The guy was from Villa Malta. (Weren't they closely associated with Hollybelle? I seem to recall her billing herself as "Villa Malta South.")


----------



## Toby's Mom (May 7, 2004)




----------



## Sanvean (May 17, 2004)

This one was in Kalamazoo.

Have you checked out infodog.com? They have tons of shows listed there!


----------



## Toby's Mom (May 7, 2004)

<_<


----------



## Sanvean (May 17, 2004)

Yeah, WHAT is up with that wacky rule about no Web sites? There are SO many out there with helpful information! I remember just after joining, a woman asked about luxating patellas or something, and I posted a link to a very informative site. I got a snotty note about it. EXCUSE ME for trying to help someone! Sheesh!


----------



## kit001 (Jul 6, 2003)

My experience is and had been, like I posted before, that these poeple are not in for the dogs, the are in for the PRESTIGE.


----------



## Luvmypupster (Jul 12, 2003)

There was some scandal over the Villa Malta but I can't remeber the details and yes there was some conection with Hollybelle. Seems like Villa was great way back but after some years there was some problems seems like it was maybe the pedigrees and parentage was in question.


----------



## Toby's Mom (May 7, 2004)




----------



## Lilly521 (May 29, 2004)

About rude breeders I don't know if any of you have every talked to the people from Camelot Maltese (i think their link is actully on this site somewhere) well i called and talked to them, they wouldnt let me see the dogs , they clamed something about how this is their home and they don't want people going in and out all the time, the guy told be to just mail him a cheque for $1000 (half the price of the dog) then he would let me see the dogs i mean i know almost everyone has a deposit fee and i am sure breeders don't want non seriouse buyers going threw their homes all day but i think that was just a bit rude and extreme....i never called them back :wacko:


----------



## _Carissa_ (Jul 27, 2004)

> _Originally posted by Lilly521_@May 29 2004, 10:16 PM
> *About rude breeders I don't know if any of you have every talked to the people from Camelot Maltese (i think their link is actully on this site somewhere) well i called and talked to them, they wouldnt let me see the dogs , they clamed something about how this is their home and they don't want people going in and out all the time, the guy told be to just mail him a cheque for $1000 (half the price of the dog) then he would let me see the dogs i mean i know almost everyone has a deposit fee and i am sure breeders don't want non seriouse buyers going threw their homes all day but i think that was just a bit rude and extreme....i never called them back :wacko:*


 Wow! 







How rude and messed up is that! Geez people! Come on...














<_<


----------



## LoveMaltese6820 (Apr 12, 2004)

I saw about 5 or 6 breeders and 1 was horrible!

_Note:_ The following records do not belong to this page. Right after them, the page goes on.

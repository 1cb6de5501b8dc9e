//! The run-scoped result store.
//!
//! Built payloads are recorded under their artifact's filename, the only
//! identity key in the system. A dependent reads its dependencies' payloads
//! back from the store while building.
//!
//! # Submodules
//!
//! - [`export`] - copying payloads out of the store, with `.sha256` sidecars
//! - [`logging`] - decorator logging every store call

pub mod export;
pub mod logging;

use std::collections::HashMap;
use std::path::{Path, PathBuf};

use async_trait::async_trait;
use thiserror::Error;
use tokio::sync::RwLock;

use crate::artifact::{Artifact, ArtifactError, ArtifactType};

pub use export::export_payload;
pub use logging::LoggingStore;

/// A built output, referenced by path.
#[derive(Debug, Clone, PartialEq, Eq)]
pub enum Payload {
  File(PathBuf),
  Directory(PathBuf),
}

impl Payload {
  /// Wrap `path` in the variant matching `artifact_type`.
  pub fn new(artifact_type: ArtifactType, path: PathBuf) -> Self {
    match artifact_type {
      ArtifactType::File => Self::File(path),
      ArtifactType::Directory => Self::Directory(path),
    }
  }

  pub fn path(&self) -> &Path {
    match self {
      Self::File(path) | Self::Directory(path) => path,
    }
  }

  pub fn artifact_type(&self) -> ArtifactType {
    match self {
      Self::File(_) => ArtifactType::File,
      Self::Directory(_) => ArtifactType::Directory,
    }
  }
}

/// Errors raised by the store.
#[derive(Debug, Error)]
pub enum StoreError {
  /// A dependent asked for an artifact that was never stored.
  #[error("artifact '{filename}' not found in store")]
  NotFound { filename: String },

  #[error("artifact '{filename}' is a {actual}, expected a {expected}")]
  UnexpectedPayload {
    filename: String,
    expected: ArtifactType,
    actual: ArtifactType,
  },

  #[error("invalid artifact filename '{filename}'")]
  InvalidFilename { filename: String },

  #[error("failed to compute artifact filename: {0}")]
  Filename(#[source] Box<ArtifactError>),

  #[error("io error: {0}")]
  Io(#[from] std::io::Error),

  #[error("store task failed: {0}")]
  Task(#[from] tokio::task::JoinError),
}

/// Key/value cache of built artifacts.
#[async_trait]
pub trait ArtifactStore: Send + Sync {
  async fn exists(&self, artifact: &Artifact) -> Result<bool, StoreError>;

  /// Record the payload for `artifact`. A second store for the same
  /// filename replaces the first.
  async fn store(&self, artifact: &Artifact, payload: Payload) -> Result<(), StoreError>;

  /// Path of a stored file artifact.
  async fn file(&self, artifact: &Artifact) -> Result<PathBuf, StoreError>;

  /// Path of a stored directory artifact.
  async fn directory(&self, artifact: &Artifact) -> Result<PathBuf, StoreError>;

  /// Copy the stored payload to `destination/<filename>`, plus a `.sha256`
  /// sidecar for files when `checksum` is set. Returns every written path.
  async fn export(&self, artifact: &Artifact, destination: &Path, checksum: bool) -> Result<Vec<PathBuf>, StoreError>;
}

pub(crate) fn filename_of(artifact: &Artifact) -> Result<String, StoreError> {
  artifact.filename().map_err(|e| StoreError::Filename(Box::new(e)))
}

/// In-memory [`ArtifactStore`] mapping filenames to payload paths.
#[derive(Debug, Default)]
pub struct MapStore {
  entries: RwLock<HashMap<String, Payload>>,
}

impl MapStore {
  pub fn new() -> Self {
    Self::default()
  }

  async fn get(&self, artifact: &Artifact) -> Result<(String, Payload), StoreError> {
    let filename = filename_of(artifact)?;
    let entries = self.entries.read().await;
    match entries.get(&filename) {
      Some(payload) => Ok((filename, payload.clone())),
      None => Err(StoreError::NotFound { filename }),
    }
  }

  async fn typed(&self, artifact: &Artifact, expected: ArtifactType) -> Result<PathBuf, StoreError> {
    let (filename, payload) = self.get(artifact).await?;
    if payload.artifact_type() != expected {
      return Err(StoreError::UnexpectedPayload {
        filename,
        expected,
        actual: payload.artifact_type(),
      });
    }
    Ok(payload.path().to_path_buf())
  }
}

#[async_trait]
impl ArtifactStore for MapStore {
  async fn exists(&self, artifact: &Artifact) -> Result<bool, StoreError> {
    let filename = filename_of(artifact)?;
    Ok(self.entries.read().await.contains_key(&filename))
  }

  async fn store(&self, artifact: &Artifact, payload: Payload) -> Result<(), StoreError> {
    let filename = filename_of(artifact)?;
    self.entries.write().await.insert(filename, payload);
    Ok(())
  }

  async fn file(&self, artifact: &Artifact) -> Result<PathBuf, StoreError> {
    self.typed(artifact, ArtifactType::File).await
  }

  async fn directory(&self, artifact: &Artifact) -> Result<PathBuf, StoreError> {
    self.typed(artifact, ArtifactType::Directory).await
  }

  async fn export(&self, artifact: &Artifact, destination: &Path, checksum: bool) -> Result<Vec<PathBuf>, StoreError> {
    let (filename, payload) = self.get(artifact).await?;
    export_payload(&payload, destination, &filename, checksum).await
  }
}

#[cfg(test)]
pub(crate) mod tests {
  use std::sync::Arc;

  use async_trait::async_trait;

  use super::*;
  use crate::artifact::{ArtifactHandler, BuildOpts};
  use crate::engine::Builder;

  pub(crate) struct Named(pub &'static str);

  #[async_trait]
  impl ArtifactHandler for Named {
    fn filename(&self) -> Result<String, ArtifactError> {
      Ok(self.0.to_string())
    }

    async fn dependencies(&self) -> Result<Vec<Arc<Artifact>>, ArtifactError> {
      Ok(vec![])
    }

    async fn builder(&self, _opts: &BuildOpts<'_>) -> Result<Builder, ArtifactError> {
      Ok(Builder::new(self.0))
    }
  }

  pub(crate) fn artifact(filename: &'static str, artifact_type: ArtifactType) -> Artifact {
    Artifact {
      descriptor: format!("test:{filename}"),
      artifact_type,
      flags: vec![],
      handler: Box::new(Named(filename)),
    }
  }

  #[tokio::test]
  async fn stores_and_retrieves_by_filename() {
    let store = MapStore::new();
    let tarball = artifact("grafana.tar.gz", ArtifactType::File);
    assert!(!store.exists(&tarball).await.unwrap());

    store
      .store(&tarball, Payload::File(PathBuf::from("/tmp/grafana.tar.gz")))
      .await
      .unwrap();
    assert!(store.exists(&tarball).await.unwrap());
    assert_eq!(store.file(&tarball).await.unwrap(), PathBuf::from("/tmp/grafana.tar.gz"));

    // A different artifact with the same filename shares the entry.
    let alias = artifact("grafana.tar.gz", ArtifactType::File);
    assert!(store.exists(&alias).await.unwrap());
  }

  #[tokio::test]
  async fn missing_entries_are_not_found() {
    let store = MapStore::new();
    let err = store.file(&artifact("absent", ArtifactType::File)).await.unwrap_err();
    assert!(matches!(err, StoreError::NotFound { ref filename } if filename == "absent"));
  }

  #[tokio::test]
  async fn payload_kind_is_checked() {
    let store = MapStore::new();
    let public = artifact("public", ArtifactType::Directory);
    store
      .store(&public, Payload::Directory(PathBuf::from("/tmp/public")))
      .await
      .unwrap();

    assert!(store.directory(&public).await.is_ok());
    assert!(matches!(
      store.file(&public).await,
      Err(StoreError::UnexpectedPayload {
        expected: ArtifactType::File,
        actual: ArtifactType::Directory,
        ..
      })
    ));
  }
}
use std::path::PathBuf;
use std::sync::Arc;
use std::time::Instant;

use anyhow::{Context, Result};
use clap::Args;
use tracing::info;

use shipyard_lib::argument::{CliValues, State};
use shipyard_lib::artifact::{DirectoryCache, InitContext};
use shipyard_lib::engine::Engine;
use shipyard_lib::pipeline::{ActionOpts, BuildContext, RunSummary, run};
use shipyard_lib::platform::paths::store_dir;
use shipyard_lib::store::{ArtifactStore, LoggingStore, MapStore};
use shipyard_lib::targets;

use crate::output::{OutputFormat, format_bytes, format_duration, print_info, print_json, print_stat, print_success};

fn default_parallel() -> usize {
  std::thread::available_parallelism().map(|n| n.get()).unwrap_or(1)
}

#[derive(Args, Debug)]
pub struct ArtifactsArgs {
  /// Artifact descriptors, e.g. linux/amd64:grafana:targz (repeatable, comma-separated)
  #[arg(short, long = "artifacts", value_delimiter = ',', required = true)]
  pub artifacts: Vec<String>,

  /// Maximum number of export/verify tasks running at once
  #[arg(long, default_value_t = default_parallel())]
  pub parallel: usize,

  /// Directory receiving exported artifacts
  #[arg(long, default_value = "dist")]
  pub destination: PathBuf,

  /// Write a .sha256 sidecar next to every exported file
  #[arg(long)]
  pub checksum: bool,

  /// Run each artifact's verification after building
  #[arg(long)]
  pub verify: bool,

  /// Shared directory used as a remote build cache
  #[arg(long, value_name = "DIR")]
  pub remote_cache: Option<PathBuf>,

  /// Root for build outputs (defaults to $SHIPYARD_STORE or the user cache)
  #[arg(long, value_name = "DIR")]
  pub store: Option<PathBuf>,

  /// Output format
  #[arg(long, value_enum, default_value_t = OutputFormat::Text)]
  pub output: OutputFormat,
}

pub async fn cmd_artifacts(args: ArtifactsArgs, values: CliValues) -> Result<()> {
  let start = Instant::now();
  let state = Arc::new(State::new(values));

  let mut init_ctx = InitContext::new(state.clone());
  if let Some(dir) = &args.remote_cache {
    info!(dir = %dir.display(), "using remote cache");
    init_ctx = init_ctx.with_remote_cache(Arc::new(DirectoryCache::new(dir)));
  }

  let root = args.store.clone().unwrap_or_else(store_dir);
  let store: Arc<dyn ArtifactStore> = Arc::new(LoggingStore::new(MapStore::new()));
  let build_ctx = BuildContext::new(state, store, Arc::new(Engine::new(&root)));

  let opts = ActionOpts {
    destination: args.destination.clone(),
    checksum: args.checksum,
    verify: args.verify,
    parallel: args.parallel,
  };

  let summary = run(&args.artifacts, &targets::initializers(), &init_ctx, &build_ctx, &opts)
    .await
    .context("artifact run failed")?;

  if args.output.is_json() {
    print_json(&summary)?;
  } else {
    print_summary(&summary, args.verify);
    print_stat("Duration", &format_duration(start.elapsed()));
  }
  Ok(())
}

fn print_summary(summary: &RunSummary, verify: bool) {
  for artifact in &summary.artifacts {
    print_success(&artifact.descriptor);
    print_stat("Filename", &artifact.filename);
    for path in &artifact.exported {
      let size = std::fs::metadata(path)
        .ok()
        .filter(|m| m.is_file())
        .map(|m| format!(" ({})", format_bytes(m.len())))
        .unwrap_or_default();
      print_stat("Exported", &format!("{}{}", path.display(), size));
    }
    if verify {
      print_stat("Verified", if artifact.verified { "yes" } else { "no" });
    }
  }
  if summary.artifacts.is_empty() {
    print_info("Nothing to do");
  }
}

First, she tells me her adress. About 10 minutes before I am about to leave she called me and told me that she was going to be at a another address with the puppies. I got there, and it turned out to be the grooming parlor she owned.







I heard the puppies crying and screaming inside. They wanted out to play so bad! When she arrived, I asked her if they always stayed there and she said "Yeah" like it was normal for a puppy to be alone in a grooming parlor. I asked her if I could see the parents and she said "Well! The dogs come from wonderful parents! A friend owns the father and the mother, I just sell his dogs!" What? I didn't even see the puppies because I almost burst into tears! She was terrible!


----------



## twinglemom (Jul 14, 2004)

It's not just breeders that can be rude, rescues can be rude also.

When we decided to get a new dog I wanted a schnauzer. The schnauzer rescue in St. Louis had a dog that I thought was perfect for our family (3 kids and a chocolate lab). I read the entire website, it said they prefer homes without young children, it did not say "absolutely, positively no children!!!" But I soon learned that this is what they actually meant. She also felt that because our fence had not been put in yet that we were not fit. I was very honest about the fact that I had rehomed (not sold) my two schnauzers when my children were born and that I still visited them once a year and kept in touch with the new owners. (I had twins followed by a daughter 11 months later who was very sick and hospitalized twice before she was 3 months old.) We decided that the dogs weren't happy and it wasn't fair to them or my parents who took care of two babies and two dogs everytime Meagan was hospitalized. They went to a home with a couple who never had children and again my dogs were treated like children. This was the hardest thing I ever did in my life, Jake was 9 years old and had been through a lot with me but he was miserable with our new circumstances.

Anyhow, the lady sent me a very cruel e-mail saying that I couldn't adopt one of their dogs. So I politely sent her an e-mail that said if you absolutely don't want children and have to have a fence then maybe you should put it on your website so that people will know before wasting their time filling out adoption papers. She sent me an e-mail that was so hateful that my husband asked exactly what I had done to this woman. She told me that I wasn't fit to get one of her dogs and to be honest she didn't think I was fit to own a dog at all! This hurt, she didn't know me or my children and took a jab at me over rehoming my schnauzers (she had a lot to say over that). How can people be so cruel? My maltese is totally pampered and so is my rescue dalmatian. She sleeps on my bed, he sleeps in bed with the kids. All of my friends laugh at how much money I spend on my dogs and how much I worry about them. I call them my fourth and fifth children. I always say she doesn't know what she missed out on but if she hadn't refused me a dog I never would have ended up with Angel and therefore would never know how wonderful the maltese breed can be.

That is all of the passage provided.